I've been frustrated of late with high failure rates in my Raku firing. Raku is- of course, a process laden with thermal shock and awe. Pieces do break. I've walked away from the kiln cursing like a sailor on more than one occasion.
However, I've been firing some fairly complex forms lately (lanterns, fountain components, etc.)... and the shatter rate has approached 50%.
The problem- this particular form doesn't cool at a uniform rate. I've taken these out of the kiln, and the edges cool practically to the touch point, while the interior glows like Smaug's lair.
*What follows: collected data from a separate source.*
//! # Forward Bar Calculation
//!
//! Dimensions → cross-section area, outer surface area, volume, weight and
//! price for a round, square or flat bar.
//!
//! ## Unit Handling
//!
//! Length inputs may be given in mm or inch. They are converted to mm on
//! entry and every result is reported in mm-based units (mm², mm³, kg).
//! Display conversion (cm², in², lb, ...) is available through the
//! accessors on [`BarResult`].
//!
//! ## Example
//!
//! ```rust
//! use bar_core::calculations::bar::{calculate, BarInput};
//! use bar_core::materials::MaterialSpec;
//! use bar_core::profile::BarSpec;
//! use bar_core::units::LengthUnit;
//!
//! let input = BarInput::new(
//!     "R10",
//!     BarSpec::round(10.0, 100.0, LengthUnit::Mm),
//!     MaterialSpec::new(7.85, 100.0),
//! );
//!
//! let result = calculate(&input).unwrap();
//! assert!((result.cross_section_area_mm2 - 78.54).abs() < 0.01);
//! assert!((result.volume_mm3 - 7853.98).abs() < 0.01);
//! assert!((result.weight_kg - 0.0617).abs() < 1e-4);
//! assert!(result.area_price.is_none());
//! ```

use serde::{Deserialize, Serialize};
use tracing::debug;

use crate::equations::{mass, section};
use crate::errors::{ensure_non_negative, ensure_positive, CalcResult};
use crate::materials::MaterialSpec;
use crate::profile::{BarDimensions, BarSpec};
use crate::units::{kg_to_lb, mm2_to_cm2, mm2_to_in2, mm3_to_cm3, mm3_to_in3, LengthUnit};

/// Input for a forward calculation.
///
/// ## JSON Example
///
/// ```json
/// {
///   "label": "FB 20x10",
///   "bar": {
///     "dimensions": { "profile": "Flat", "width": 20.0, "thickness": 10.0 },
///     "length": 100.0,
///     "unit": "mm"
///   },
///   "material": { "density_g_cm3": 7.85, "price_per_kg": 100.0 }
/// }
/// ```
#[derive(Debug, Clone, PartialEq, Serialize, Deserialize)]
pub struct BarInput {
    /// User label (e.g., "R10 x 100", "Shaft stock")
    #[serde(default)]
    pub label: String,

    /// Bar geometry and input unit
    pub bar: BarSpec,

    /// Density and unit price
    #[serde(default)]
    pub material: MaterialSpec,

    /// Optional price per square inch of cross-section
    #[serde(default, skip_serializing_if = "Option::is_none")]
    pub price_per_sq_inch: Option<f64>,
}

impl BarInput {
    pub fn new(label: impl Into<String>, bar: BarSpec, material: MaterialSpec) -> Self {
        BarInput {
            label: label.into(),
            bar,
            material,
            price_per_sq_inch: None,
        }
    }

    /// Also price the cross-section by area
    pub fn with_price_per_sq_inch(mut self, price_per_sq_inch: f64) -> Self {
        self.price_per_sq_inch = Some(price_per_sq_inch);
        self
    }

    /// Validate the bar and the material.
    pub fn validate(&self) -> CalcResult<()> {
        self.bar.validate()?;
        self.material.validate()?;
        if let Some(rate) = self.price_per_sq_inch {
            ensure_non_negative("price_per_sq_inch", rate)?;
        }
        Ok(())
    }
}

/// Results of a forward calculation, all in mm-based units.
///
/// ## JSON Example
///
/// ```json
/// {
///   "cross_section_area_mm2": 100.0,
///   "outer_surface_area_mm2": 4200.0,
///   "volume_mm3": 10000.0,
///   "weight_kg": 0.0785,
///   "price": 7.85
/// }
/// ```
#[derive(Debug, Clone, Copy, PartialEq, Serialize, Deserialize)]
pub struct BarResult {
    /// Area of the cut face (mm²)
    pub cross_section_area_mm2: f64,

    /// Lateral faces plus end caps (mm²)
    pub outer_surface_area_mm2: f64,

    /// Volume (mm³)
    pub volume_mm3: f64,

    /// Weight (kg)
    pub weight_kg: f64,

    /// Price in the host's currency
    pub price: f64,

    /// Cross-section priced per square inch, when a rate was given
    #[serde(default, skip_serializing_if = "Option::is_none")]
    pub area_price: Option<f64>,
}

impl BarResult {
    pub fn area_cm2(&self) -> f64 {
        mm2_to_cm2(self.cross_section_area_mm2)
    }

    pub fn area_in2(&self) -> f64 {
        mm2_to_in2(self.cross_section_area_mm2)
    }

    pub fn surface_cm2(&self) -> f64 {
        mm2_to_cm2(self.outer_surface_area_mm2)
    }

    pub fn surface_in2(&self) -> f64 {
        mm2_to_in2(self.outer_surface_area_mm2)
    }

    pub fn volume_cm3(&self) -> f64 {
        mm3_to_cm3(self.volume_mm3)
    }

    pub fn volume_in3(&self) -> f64 {
        mm3_to_in3(self.volume_mm3)
    }

    pub fn weight_lb(&self) -> f64 {
        kg_to_lb(self.weight_kg)
    }
}

/// Cross-section area (mm²) and volume (mm³) of a bar.
///
/// `dimensions` and `length` are in `unit` and are normalized to mm before
/// any formula runs.
pub fn area_and_volume(
    dimensions: &BarDimensions,
    length: f64,
    unit: LengthUnit,
) -> CalcResult<(f64, f64)> {
    let bar = BarSpec::new(*dimensions, length, unit);
    bar.validate()?;
    let bar = bar.to_mm();

    let area = section::cross_section_area(&bar.dimensions);
    let volume = section::volume(&bar.dimensions, bar.length);
    Ok((area, volume))
}

/// Outer surface area (mm²) of a bar, inputs in `unit`.
pub fn surface_area(dimensions: &BarDimensions, length: f64, unit: LengthUnit) -> CalcResult<f64> {
    let bar = BarSpec::new(*dimensions, length, unit);
    bar.validate()?;
    let bar = bar.to_mm();
    Ok(section::outer_surface_area(&bar.dimensions, bar.length))
}

/// Weight (kg) from volume (mm³) and density (g/cm³).
pub fn weight(volume_mm3: f64, density_g_cm3: f64) -> CalcResult<f64> {
    ensure_positive("volume_mm3", volume_mm3)?;
    ensure_positive("density_g_cm3", density_g_cm3)?;
    Ok(mass::weight_kg(volume_mm3, density_g_cm3))
}

/// Price from weight (kg) and price per kg.
pub fn price(weight_kg: f64, price_per_kg: f64) -> CalcResult<f64> {
    ensure_positive("weight_kg", weight_kg)?;
    ensure_non_negative("price_per_kg", price_per_kg)?;
    Ok(mass::price_by_weight(weight_kg, price_per_kg))
}

/// Price from an area (mm²) priced per square inch.
pub fn price_per_area(area_mm2: f64, price_per_sq_inch: f64) -> CalcResult<f64> {
    ensure_positive("area_mm2", area_mm2)?;
    ensure_non_negative("price_per_sq_inch", price_per_sq_inch)?;
    Ok(mass::price_by_area(area_mm2, price_per_sq_inch))
}

/// Run the full forward calculation.
///
/// # Returns
///
/// * `Ok(BarResult)` - Area, surface, volume, weight and price
/// * `Err(CalcError)` - If any input is invalid, or a result under- or
///   overflows (e.g. a 1e308 mm bar)
pub fn calculate(input: &BarInput) -> CalcResult<BarResult> {
    input.validate()?;

    let bar = input.bar.to_mm();
    let cross_section_area_mm2 = ensure_positive(
        "cross_section_area_mm2",
        section::cross_section_area(&bar.dimensions),
    )?;
    let outer_surface_area_mm2 = ensure_positive(
        "outer_surface_area_mm2",
        section::outer_surface_area(&bar.dimensions, bar.length),
    )?;
    let volume_mm3 = ensure_positive("volume_mm3", section::volume(&bar.dimensions, bar.length))?;
    let weight_kg = ensure_positive(
        "weight_kg",
        mass::weight_kg(volume_mm3, input.material.density_g_cm3),
    )?;
    let price = ensure_non_negative(
        "price",
        mass::price_by_weight(weight_kg, input.material.price_per_kg),
    )?;
    let area_price = input
        .price_per_sq_inch
        .map(|rate| price_per_area(cross_section_area_mm2, rate))
        .transpose()?;

    debug!(
        label = %input.label,
        profile = %bar.profile(),
        input_unit = %input.bar.unit,
        area_mm2 = cross_section_area_mm2,
        volume_mm3,
        weight_kg,
        "forward bar calculation"
    );

    Ok(BarResult {
        cross_section_area_mm2,
        outer_surface_area_mm2,
        volume_mm3,
        weight_kg,
        price,
        area_price,
    })
}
However, many of these have shattered with chunks lost in the kiln (see repair job below)... and I certainly can't sell water features with gaping cracks in the form.
So- I spent the past month experimenting with sagger firing. A sagger is a closed vessel that creates it's own atmosphere. You can fill them with combustible materials. The 'real' sagger experts often fill their saggers with everything from fertilizer to copper wire, all of which leaves a scrim of wildly unpredictable color on the surface.
My main goals in trying sagger firing were 1) to obtain Raku-like glaze results in a 'gentler' atmosphere, and 2) to 'smoke' my pottery without doing a post-fire reduction step. In particular, I needed the lines on my carvings to blacken.
It's worth noting that my Raky glazes came out looking nothing like they usually do. The grey glaze- usually white crackle. The coppery-looking glaze on the base- usually turquoise.
There's manifestly a heavy reduction atmosphere in the kiln... and my standard glazes are way off the reservation.
So- I don't think I'll be doing any sagger firing as a Raku surrogate.